Task item:
Filter the entries and keep only the lines where the string "stale" appears.

Provided material:

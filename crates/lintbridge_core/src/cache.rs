//! Time-bounded cache of configured checkers.

use std::collections::HashMap;
use std::sync::Arc;
use std::time::{Duration, Instant};

use lintbridge_engine::{BridgeError, EngineHandle};
use parking_lot::Mutex;
use tracing::debug;

use crate::CheckerKey;

/// How long a checker stays valid after its last fetch.
pub const DEFAULT_TTL: Duration = Duration::from_secs(60);

struct Entry {
    handle: Arc<EngineHandle>,
    last_fetch: Instant,
}

/// One key's entry. Its mutex is held while the checker is built, so
/// concurrent requests for the same key wait for a single build.
#[derive(Default)]
struct Slot {
    entry: Mutex<Option<Entry>>,
}

/// Caches engine handles per [`CheckerKey`].
///
/// Replaced and invalidated handles are handed back or dropped, never
/// destroyed; that is up to the caller.
pub struct CheckerCache {
    ttl: Duration,
    slots: Mutex<HashMap<CheckerKey, Arc<Slot>>>,
}

impl CheckerCache {
    /// Creates a cache with the default window.
    pub fn new() -> Self {
        Self::with_ttl(DEFAULT_TTL)
    }

    pub fn with_ttl(ttl: Duration) -> Self {
        Self {
            ttl,
            slots: Mutex::new(HashMap::new()),
        }
    }

    pub fn ttl(&self) -> Duration {
        self.ttl
    }

    /// Returns the cached handle for `key`, building one with `build` when
    /// there is none or it has gone stale.
    pub fn get<F>(&self, key: &CheckerKey, build: F) -> Result<Arc<EngineHandle>, BridgeError>
    where
        F: FnOnce() -> Result<EngineHandle, BridgeError>,
    {
        loop {
            let slot = self.slots.lock().entry(key.clone()).or_default().clone();
            let mut entry = slot.entry.lock();

            // An invalidation may have drained the map before the lock was
            // taken; anything built into that slot would be unreachable.
            if !self.is_current(key, &slot) {
                debug!("Checker slot for {} was invalidated, retrying", key);
                continue;
            }

            let now = Instant::now();
            if let Some(cached) = entry.as_mut() {
                if now.duration_since(cached.last_fetch) < self.ttl && !cached.handle.is_destroyed() {
                    debug!("Checker cache hit: {}", key);
                    cached.last_fetch = now;
                    return Ok(cached.handle.clone());
                }
                debug!("Checker for {} is stale", key);
            } else {
                debug!("Checker cache miss: {}", key);
            }

            let handle = Arc::new(build()?);
            *entry = Some(Entry {
                handle: handle.clone(),
                last_fetch: Instant::now(),
            });
            return Ok(handle);
        }
    }

    fn is_current(&self, key: &CheckerKey, slot: &Arc<Slot>) -> bool {
        self.slots
            .lock()
            .get(key)
            .is_some_and(|current| Arc::ptr_eq(current, slot))
    }

    /// Empties the cache and returns the handles it held.
    ///
    /// A build already under way finishes first and its handle is returned
    /// here rather than cached.
    pub fn invalidate(&self) -> Vec<Arc<EngineHandle>> {
        let slots: Vec<Arc<Slot>> = self.slots.lock().drain().map(|(_, slot)| slot).collect();
        let handles: Vec<Arc<EngineHandle>> = slots
            .iter()
            .filter_map(|slot| slot.entry.lock().take())
            .map(|entry| entry.handle)
            .collect();
        debug!("Invalidated {} cached checkers", handles.len());
        handles
    }

    /// Number of cached handles.
    pub fn len(&self) -> usize {
        let slots: Vec<Arc<Slot>> = self.slots.lock().values().cloned().collect();
        slots.iter().filter(|slot| slot.entry.lock().is_some()).count()
    }

    pub fn is_empty(&self) -> bool {
        self.len() == 0
    }
}

impl Default for CheckerCache {
    fn default() -> Self {
        Self::new()
    }
}
//! Rules command implementation

use lintbridge_config::TracingNotifier;
use lintbridge_core::load_rule_config;
use lintbridge_engine::{ConfigurationModule, peruse};
use miette::{IntoDiagnostic, Result};

use crate::cli::{Cli, OutputFormat, RulesArgs};
use crate::commands::{checker_request, current_dir, load_settings};

pub fn run_rules(cli: &Cli, args: &RulesArgs) -> Result<()> {
    let project_dir = current_dir()?;
    let settings = load_settings(cli, &project_dir)?;
    let request = checker_request(&args.rules, &settings, &project_dir, &[])?;

    let config = load_rule_config(&request, &TracingNotifier).into_diagnostic()?;

    let mut modules = Vec::new();
    peruse(&config, &mut |module| modules.push(module.clone()));

    match args.format {
        OutputFormat::Json => {
            println!(
                "{}",
                serde_json::to_string_pretty(&modules).into_diagnostic()?
            );
        }
        OutputFormat::Text => {
            for module in &modules {
                print_module(module);
            }
        }
    }
    Ok(())
}

fn print_module(module: &ConfigurationModule) {
    println!("{}", module.name);
    for (name, value) in &module.properties {
        println!("  {} = {}", name, value);
    }
    if !module.tokens.is_empty() {
        let tokens: Vec<&str> = module.tokens.iter().map(|t| t.as_str()).collect();
        println!("  tokens: {}", tokens.join(", "));
    }
    for (key, value) in &module.messages {
        println!("  message {} = {}", key, value);
    }
}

Finished exercise:
    /// there is none or it has gone stale.
                debug!("Checker for {} is stale", key);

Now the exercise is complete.